• [Exercise]: Only lines holding the word "trace" are wanted. Copy them from the listing below.
• • •
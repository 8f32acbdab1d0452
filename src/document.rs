//! The scene: shapes in paint order plus the single selection

use crate::log::{debug, trace};
use crate::shapes::{Geometry, Shape};
use crate::surface::Surface;
use crate::types::Point;

/// Ordered shapes (later = drawn on top) and at most one selected shape.
///
/// The selection is an index into `shapes`, so "selected" can never be true
/// for two shapes at once.
#[derive(Debug, Clone, Default, PartialEq)]
pub struct SceneDocument {
    shapes: Vec<Shape>,
    selected: Option<usize>,
}

impl SceneDocument {
    pub fn new() -> Self {
        Self::default()
    }

    pub fn from_shapes(shapes: Vec<Shape>) -> Self {
        Self {
            shapes,
            selected: None,
        }
    }

    pub fn shapes(&self) -> &[Shape] {
        &self.shapes
    }

    pub fn len(&self) -> usize {
        self.shapes.len()
    }

    pub fn is_empty(&self) -> bool {
        self.shapes.is_empty()
    }

    pub fn get(&self, index: usize) -> Option<&Shape> {
        self.shapes.get(index)
    }

    /// Append as the new topmost shape, returning its index
    pub fn add_shape(&mut self, shape: impl Into<Shape>) -> usize {
        let shape = shape.into();
        trace!(kind = shape.kind(), index = self.shapes.len(), "add shape");
        self.shapes.push(shape);
        self.shapes.len() - 1
    }

    /// Index of the topmost shape containing `p`
    pub fn hit_test(&self, p: Point) -> Option<usize> {
        self.shapes.iter().rposition(|s| s.contains(p))
    }

    /// Make `index` the only selected shape; out-of-range clears the selection
    pub fn select(&mut self, index: Option<usize>) {
        self.selected = index.filter(|&i| i < self.shapes.len());
    }

    /// Hit-test and select in one go; a miss clears the selection
    pub fn select_at(&mut self, p: Point) -> Option<usize> {
        let hit = self.hit_test(p);
        debug!(x = p.x, y = p.y, ?hit, "select");
        self.select(hit);
        hit
    }

    pub fn selected_index(&self) -> Option<usize> {
        self.selected
    }

    pub fn selected(&self) -> Option<&Shape> {
        self.selected.and_then(|i| self.shapes.get(i))
    }

    pub fn selected_mut(&mut self) -> Option<&mut Shape> {
        self.selected.and_then(|i| self.shapes.get_mut(i))
    }

    pub fn is_selected(&self, index: usize) -> bool {
        self.selected == Some(index)
    }

    /// Remove every shape and the selection
    pub fn clear(&mut self) {
        self.shapes.clear();
        self.selected = None;
    }

    /// Swap in a whole new shape list; nothing is selected afterwards
    pub fn replace(&mut self, shapes: Vec<Shape>) {
        self.shapes = shapes;
        self.selected = None;
    }

    /// Clear the surface, paint every shape in order, then the selection marks
    pub fn render(&self, surface: &mut dyn Surface) {
        surface.clear();
        for shape in &self.shapes {
            shape.draw(surface);
        }
        if let Some(shape) = self.selected() {
            shape.draw_marks(surface);
        }
    }
}

#[cfg(test)]
mod tests {
    use super::*;
    use crate::shapes::{Algorithm, Disc, Rect, Segment, Style};
    use crate::surface::{DrawOp, RecordingSurface};

    fn square(x: f64, y: f64, side: f64) -> Rect {
        Rect::new(Point::new(x, y), side, side, Style::default())
    }

    #[test]
    fn add_appends_on_top() {
        let mut doc = SceneDocument::new();
        assert_eq!(doc.add_shape(square(0.0, 0.0, 10.0)), 0);
        assert_eq!(doc.add_shape(square(5.0, 5.0, 10.0)), 1);
        assert_eq!(doc.len(), 2);
    }

    #[test]
    fn hit_test_prefers_topmost() {
        let mut doc = SceneDocument::new();
        doc.add_shape(square(0.0, 0.0, 10.0));
        doc.add_shape(Disc::new(Point::new(8.0, 8.0), 5.0, Style::default()));
        assert_eq!(doc.hit_test(Point::new(9.0, 9.0)), Some(1));
        assert_eq!(doc.hit_test(Point::new(1.0, 1.0)), Some(0));
        assert_eq!(doc.hit_test(Point::new(50.0, 50.0)), None);
    }

    #[test]
    fn single_selection() {
        let mut doc = SceneDocument::new();
        doc.add_shape(square(0.0, 0.0, 10.0));
        doc.add_shape(square(20.0, 0.0, 10.0));

        doc.select_at(Point::new(1.0, 1.0));
        assert!(doc.is_selected(0));
        doc.select_at(Point::new(21.0, 1.0));
        assert!(doc.is_selected(1));
        assert!(!doc.is_selected(0));

        doc.select_at(Point::new(100.0, 100.0));
        assert_eq!(doc.selected(), None);
    }

    #[test]
    fn select_out_of_range_clears() {
        let mut doc = SceneDocument::new();
        doc.add_shape(square(0.0, 0.0, 10.0));
        doc.select(Some(0));
        doc.select(Some(3));
        assert_eq!(doc.selected_index(), None);
    }

    #[test]
    fn clear_drops_selection() {
        let mut doc = SceneDocument::new();
        doc.add_shape(square(0.0, 0.0, 10.0));
        doc.select(Some(0));
        doc.clear();
        assert!(doc.is_empty());
        assert_eq!(doc.selected_index(), None);
    }

    #[test]
    fn selected_mut_edits_in_place() {
        let mut doc = SceneDocument::new();
        doc.add_shape(square(0.0, 0.0, 10.0));
        doc.select(Some(0));
        if let Some(s) = doc.selected_mut() {
            s.translate(5.0, 5.0);
        }
        assert_eq!(doc.hit_test(Point::new(1.0, 1.0)), None);
        assert_eq!(doc.hit_test(Point::new(14.0, 14.0)), Some(0));
    }

    #[test]
    fn render_marks_after_all_shapes() {
        let mut doc = SceneDocument::new();
        doc.add_shape(Segment::new(
            Point::new(0.0, 0.0),
            Point::new(10.0, 0.0),
            Algorithm::Native,
            Style::default(),
        ));
        doc.add_shape(square(20.0, 0.0, 10.0));
        doc.select(Some(0));

        let mut s = RecordingSurface::new();
        doc.render(&mut s);

        assert_eq!(s.ops.first(), Some(&DrawOp::Clear));
        let stroke_rect = s
            .ops
            .iter()
            .position(|op| matches!(op, DrawOp::StrokeRect { .. }))
            .unwrap();
        let mark = s
            .ops
            .iter()
            .position(|op| *op == DrawOp::FillColor("#333".into()))
            .unwrap();
        assert!(mark > stroke_rect);
        assert_eq!(s.filled_rects().len(), 2);
    }
}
• • •
• [Output]:
use crate::log::{debug, trace};
        trace!(kind = shape.kind(), index = self.shapes.len(), "add shape");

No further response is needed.